• _REQUIREMENT_: The line containing "pub const REFLECTION: &str" and every line after it, through the end of the records below: repeat them exactly, nothing more.

**** DATA FOR REVIEW ****

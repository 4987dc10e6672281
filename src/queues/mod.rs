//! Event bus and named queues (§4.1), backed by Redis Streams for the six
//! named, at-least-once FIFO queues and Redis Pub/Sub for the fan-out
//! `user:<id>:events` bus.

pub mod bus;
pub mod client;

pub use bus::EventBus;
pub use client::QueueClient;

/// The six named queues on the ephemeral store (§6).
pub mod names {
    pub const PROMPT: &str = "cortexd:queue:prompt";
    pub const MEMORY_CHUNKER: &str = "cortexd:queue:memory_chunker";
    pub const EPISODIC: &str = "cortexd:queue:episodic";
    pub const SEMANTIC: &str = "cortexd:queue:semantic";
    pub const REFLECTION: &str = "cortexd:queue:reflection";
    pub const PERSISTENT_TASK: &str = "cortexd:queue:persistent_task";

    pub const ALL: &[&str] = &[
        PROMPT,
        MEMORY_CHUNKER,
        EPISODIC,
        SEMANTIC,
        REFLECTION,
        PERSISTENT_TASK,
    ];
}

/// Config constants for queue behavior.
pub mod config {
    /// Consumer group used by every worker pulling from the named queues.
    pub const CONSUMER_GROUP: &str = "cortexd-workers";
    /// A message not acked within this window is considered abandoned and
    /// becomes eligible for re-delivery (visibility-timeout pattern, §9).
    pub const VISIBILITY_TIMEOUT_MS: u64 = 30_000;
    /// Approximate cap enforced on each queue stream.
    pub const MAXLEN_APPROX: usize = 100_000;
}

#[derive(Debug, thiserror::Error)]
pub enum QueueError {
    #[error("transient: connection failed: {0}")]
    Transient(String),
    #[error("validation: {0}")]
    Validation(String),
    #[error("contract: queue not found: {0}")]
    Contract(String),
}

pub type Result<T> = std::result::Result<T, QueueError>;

****

• _YOUR RESPONSE_:
    pub const REFLECTION: &str = "cortexd:queue:reflection";
    pub const PERSISTENT_TASK: &str = "cortexd:queue:persistent_task";

    pub const ALL: &[&str] = &[
        PROMPT,
        MEMORY_CHUNKER,
        EPISODIC,
        SEMANTIC,
        REFLECTION,
        PERSISTENT_TASK,
    ];
}

/// Config constants for queue behavior.
pub mod config {
    /// Consumer group used by every worker pulling from the named queues.
    pub const CONSUMER_GROUP: &str = "cortexd-workers";
    /// A message not acked within this window is considered abandoned and
    /// becomes eligible for re-delivery (visibility-timeout pattern, §9).
    pub const VISIBILITY_TIMEOUT_MS: u64 = 30_000;
    /// Approximate cap enforced on each queue stream.
    pub const MAXLEN_APPROX: usize = 100_000;
}

#[derive(Debug, thiserror::Error)]
pub enum QueueError {
    #[error("transient: connection failed: {0}")]
    Transient(String),
    #[error("validation: {0}")]
    Validation(String),
    #[error("contract: queue not found: {0}")]
    Contract(String),
}

pub type Result<T> = std::result::Result<T, QueueError>;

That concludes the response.